Bear Stearns reports that the writers ask is negligible but that the producers are more concerned by the impact on future negotiations with the other parties - SAG, DGA, etc. "The potentially small financial impact suggests that studios (Alliance of Motion Pictures and Television Producers) are more concerned about setting a precedent in new-media revenue sharing." And while there has been no movement for the two sides to get together again and restart negotiations, the viewer is left to watch leftovers. Obviously this programming has lower costs attached, but it most likely comes with less viewers also. And this programming may be a short term bandaid but will hurt more when the program pipeline is empty in the Fall.
There are two main issues: "Even with residuals from online streaming and paid downloads at the top of the writers' agenda, there's another issue. Bear Stearns notes that the studios (AMPTP) fiercely oppose. The WGA wants to expand its membership to include writers for reality series, hoping to gain bargaining power."

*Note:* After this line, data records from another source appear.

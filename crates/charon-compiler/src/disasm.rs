/// Bytecode disassembler, list-style output.
use crate::opcode::{Instruction, InstructionFormat, OpCode};
use crate::proto::{Constant, Proto};
use charon_core::string::StringInterner;
use std::fmt::Write;

/// Disassemble a prototype tree into a human-readable listing.
pub fn disassemble(proto: &Proto, strings: &StringInterner) -> String {
    let mut out = String::new();
    disassemble_proto(&mut out, proto, strings, 0);
    out
}

fn disassemble_proto(out: &mut String, proto: &Proto, strings: &StringInterner, level: usize) {
    let indent = "  ".repeat(level);
    let vararg = if proto.is_vararg { "+" } else { "" };
    let where_ = if proto.line_defined == 0 {
        "main chunk".to_string()
    } else {
        format!("function at line {}", proto.line_defined)
    };
    writeln!(
        out,
        "{indent}{where_} ({}{vararg} params, {} slots, {} upvalues, {} constants, {} functions)",
        proto.num_params,
        proto.max_stack,
        proto.upvalues.len(),
        proto.constants.len(),
        proto.protos.len(),
    )
    .unwrap();

    for (pc, inst) in proto.code.iter().enumerate() {
        let line = proto.get_line(pc);
        let line_str = if line > 0 {
            format!("[{line}]")
        } else {
            "[-]".to_string()
        };
        write!(out, "{indent}\t{}\t{:>5}\t", pc + 1, line_str).unwrap();
        disasm_instruction(out, inst, pc, proto, strings);
        writeln!(out).unwrap();
    }

    if !proto.constants.is_empty() {
        writeln!(out, "{indent}constants ({}):", proto.constants.len()).unwrap();
        for (i, k) in proto.constants.iter().enumerate() {
            write!(out, "{indent}\t{i}\t").unwrap();
            format_constant(out, k, strings);
            writeln!(out).unwrap();
        }
    }

    if !proto.upvalues.is_empty() {
        writeln!(out, "{indent}upvalues ({}):", proto.upvalues.len()).unwrap();
        for (i, up) in proto.upvalues.iter().enumerate() {
            writeln!(
                out,
                "{indent}\t{}\t{}\t{}\t{}",
                i,
                strings.get_str(up.name),
                u8::from(up.in_stack),
                up.index
            )
            .unwrap();
        }
    }

    if !proto.local_vars.is_empty() {
        writeln!(out, "{indent}locals ({}):", proto.local_vars.len()).unwrap();
        for (i, lv) in proto.local_vars.iter().enumerate() {
            writeln!(
                out,
                "{indent}\t{}\t{}\t{}\t{}",
                i,
                strings.get_str(lv.name),
                lv.start_pc + 1,
                lv.end_pc + 1
            )
            .unwrap();
        }
    }

    for p in &proto.protos {
        disassemble_proto(out, p, strings, level + 1);
    }
}

/// Disassemble one instruction, annotating constants and jump targets.
pub fn disasm_instruction(
    out: &mut String,
    inst: &Instruction,
    pc: usize,
    proto: &Proto,
    strings: &StringInterner,
) {
    let op = inst.opcode();
    write!(out, "{:<12}", op.name()).unwrap();

    match op.format() {
        InstructionFormat::IABC => {
            write!(out, "{} {} {}", inst.a(), inst.b(), inst.c()).unwrap();
            if inst.k() {
                write!(out, "k").unwrap();
            }
            let kidx = match op {
                OpCode::GetTabUp | OpCode::GetField | OpCode::SetField | OpCode::Self_ => {
                    Some(inst.c() as usize)
                }
                OpCode::SetTabUp => Some(inst.b() as usize),
                OpCode::EqK => Some(inst.b() as usize),
                _ => None,
            };
            if let Some(idx) = kidx {
                if idx < proto.constants.len() {
                    write!(out, "\t; ").unwrap();
                    format_constant(out, &proto.constants[idx], strings);
                }
            }
        }
        InstructionFormat::IABx => {
            write!(out, "{} {}", inst.a(), inst.bx()).unwrap();
            match op {
                OpCode::LoadK => {
                    let idx = inst.bx() as usize;
                    if idx < proto.constants.len() {
                        write!(out, "\t; ").unwrap();
                        format_constant(out, &proto.constants[idx], strings);
                    }
                }
                OpCode::Closure => {
                    write!(out, "\t; function [{}]", inst.bx()).unwrap();
                }
                OpCode::ForPrep | OpCode::TForPrep => {
                    write!(out, "\t; to {}", pc + 2 + inst.bx() as usize).unwrap();
                }
                OpCode::ForLoop | OpCode::TForLoop => {
                    write!(out, "\t; back to {}", pc + 2 - inst.bx() as usize).unwrap();
                }
                _ => {}
            }
        }
        InstructionFormat::IAsBx => {
            write!(out, "{} {}", inst.a(), inst.sbx()).unwrap();
        }
        InstructionFormat::IAx => {
            write!(out, "{}", inst.ax_field()).unwrap();
        }
        InstructionFormat::IsJ => {
            let sj = inst.get_sj();
            // pc is 0-based here; the listing is 1-based.
            write!(out, "{sj}\t; to {}", pc as i64 + 2 + sj as i64).unwrap();
        }
    }
}

fn format_constant(out: &mut String, k: &Constant, strings: &StringInterner) {
    match k {
        Constant::Nil => write!(out, "nil").unwrap(),
        Constant::Boolean(b) => write!(out, "{b}").unwrap(),
        Constant::Integer(i) => write!(out, "{i}").unwrap(),
        Constant::Float(f) => write!(out, "{f}").unwrap(),
        Constant::String(id) => {
            let bytes = strings.get_bytes(*id);
            if let Ok(s) = std::str::from_utf8(bytes) {
                write!(out, "\"{s}\"").unwrap();
            } else {
                write!(out, "<binary>").unwrap();
            }
        }
    }
}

This strike is approaching its 8th week. I am fascinated to see what the late night talk shows will look like without writers. Jon Stewart and Stephen Colbert especially will be most interesting to watch; that they are required to come back but rely on their writers for provocative content - what they do the first night will demonstrate which side of the fence they stand. I'm hoping for a frank expression of the facts followed by boring interviews to fill the time and contractual obligation.
At the end of the day there are no winners, only losers.